Task: Although the data below holds other lines too, output only those from the line with "let terminate = std::future::pending::<()>();" up to and including the line with "use serde::Serialize;", exactly as they appear.

(Recorded data)
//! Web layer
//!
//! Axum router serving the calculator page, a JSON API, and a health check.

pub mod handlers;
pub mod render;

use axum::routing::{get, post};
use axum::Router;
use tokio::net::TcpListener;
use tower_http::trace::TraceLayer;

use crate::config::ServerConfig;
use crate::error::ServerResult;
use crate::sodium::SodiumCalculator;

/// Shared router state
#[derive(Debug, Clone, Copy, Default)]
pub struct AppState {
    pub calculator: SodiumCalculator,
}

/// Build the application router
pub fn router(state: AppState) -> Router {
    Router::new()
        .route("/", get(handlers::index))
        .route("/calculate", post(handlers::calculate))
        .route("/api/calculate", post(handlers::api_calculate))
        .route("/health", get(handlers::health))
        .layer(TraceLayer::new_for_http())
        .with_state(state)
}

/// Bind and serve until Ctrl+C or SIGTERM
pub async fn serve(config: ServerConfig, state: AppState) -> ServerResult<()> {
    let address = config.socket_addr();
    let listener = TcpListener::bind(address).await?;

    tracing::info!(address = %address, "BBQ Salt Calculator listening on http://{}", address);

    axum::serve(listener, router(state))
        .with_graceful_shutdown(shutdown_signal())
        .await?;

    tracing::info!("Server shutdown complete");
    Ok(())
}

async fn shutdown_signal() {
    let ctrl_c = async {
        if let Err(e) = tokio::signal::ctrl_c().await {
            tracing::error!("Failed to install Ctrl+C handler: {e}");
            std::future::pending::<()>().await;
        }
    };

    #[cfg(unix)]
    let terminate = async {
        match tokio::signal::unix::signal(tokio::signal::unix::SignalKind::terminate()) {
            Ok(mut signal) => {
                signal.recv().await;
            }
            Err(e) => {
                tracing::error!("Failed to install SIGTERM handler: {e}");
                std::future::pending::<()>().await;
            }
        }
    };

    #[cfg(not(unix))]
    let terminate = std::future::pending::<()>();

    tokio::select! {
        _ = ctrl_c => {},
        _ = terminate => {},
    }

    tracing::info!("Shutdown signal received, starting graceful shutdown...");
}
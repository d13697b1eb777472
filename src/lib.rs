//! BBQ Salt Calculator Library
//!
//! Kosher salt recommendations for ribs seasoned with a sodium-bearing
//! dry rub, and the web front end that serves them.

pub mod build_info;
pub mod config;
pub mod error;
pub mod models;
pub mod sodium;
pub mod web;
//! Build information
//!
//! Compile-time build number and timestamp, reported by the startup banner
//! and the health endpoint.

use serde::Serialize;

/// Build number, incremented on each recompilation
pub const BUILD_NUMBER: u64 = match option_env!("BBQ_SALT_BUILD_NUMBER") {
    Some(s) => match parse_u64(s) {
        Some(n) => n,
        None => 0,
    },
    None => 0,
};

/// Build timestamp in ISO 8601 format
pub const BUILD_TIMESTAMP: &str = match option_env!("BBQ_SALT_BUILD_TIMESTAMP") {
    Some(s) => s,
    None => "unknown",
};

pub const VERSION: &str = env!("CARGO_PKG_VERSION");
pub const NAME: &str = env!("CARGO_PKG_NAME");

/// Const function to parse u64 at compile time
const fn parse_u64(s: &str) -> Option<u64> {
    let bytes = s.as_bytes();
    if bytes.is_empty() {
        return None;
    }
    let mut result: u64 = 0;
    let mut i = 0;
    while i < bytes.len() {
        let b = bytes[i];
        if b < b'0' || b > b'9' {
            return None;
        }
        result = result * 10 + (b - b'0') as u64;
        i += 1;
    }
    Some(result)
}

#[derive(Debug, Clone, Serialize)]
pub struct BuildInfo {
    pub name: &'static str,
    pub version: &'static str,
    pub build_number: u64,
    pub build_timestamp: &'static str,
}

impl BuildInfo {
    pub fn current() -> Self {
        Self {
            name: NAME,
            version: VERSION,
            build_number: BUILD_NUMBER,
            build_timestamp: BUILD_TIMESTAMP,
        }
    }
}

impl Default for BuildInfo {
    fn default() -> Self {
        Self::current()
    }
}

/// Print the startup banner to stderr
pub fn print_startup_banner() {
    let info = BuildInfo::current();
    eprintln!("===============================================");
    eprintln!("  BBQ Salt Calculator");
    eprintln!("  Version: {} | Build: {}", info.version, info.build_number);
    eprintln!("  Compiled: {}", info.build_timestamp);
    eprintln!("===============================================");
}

Task response:
    let terminate = std::future::pending::<()>();

    tokio::select! {
        _ = ctrl_c => {},
        _ = terminate => {},
    }

    tracing::info!("Shutdown signal received, starting graceful shutdown...");
}
repository d13697b1eb777472
filename src/lib.rs
//! BBQ Salt Calculator Library
//!
//! Kosher salt recommendations for ribs seasoned with a sodium-bearing
//! dry rub, and the web front end that serves them.

pub mod build_info;
pub mod config;
pub mod error;
pub mod models;
pub mod sodium;
pub mod web;
//! Build information
//!
//! Compile-time build number and timestamp, reported by the startup banner
//! and the health endpoint.

use serde::Serialize;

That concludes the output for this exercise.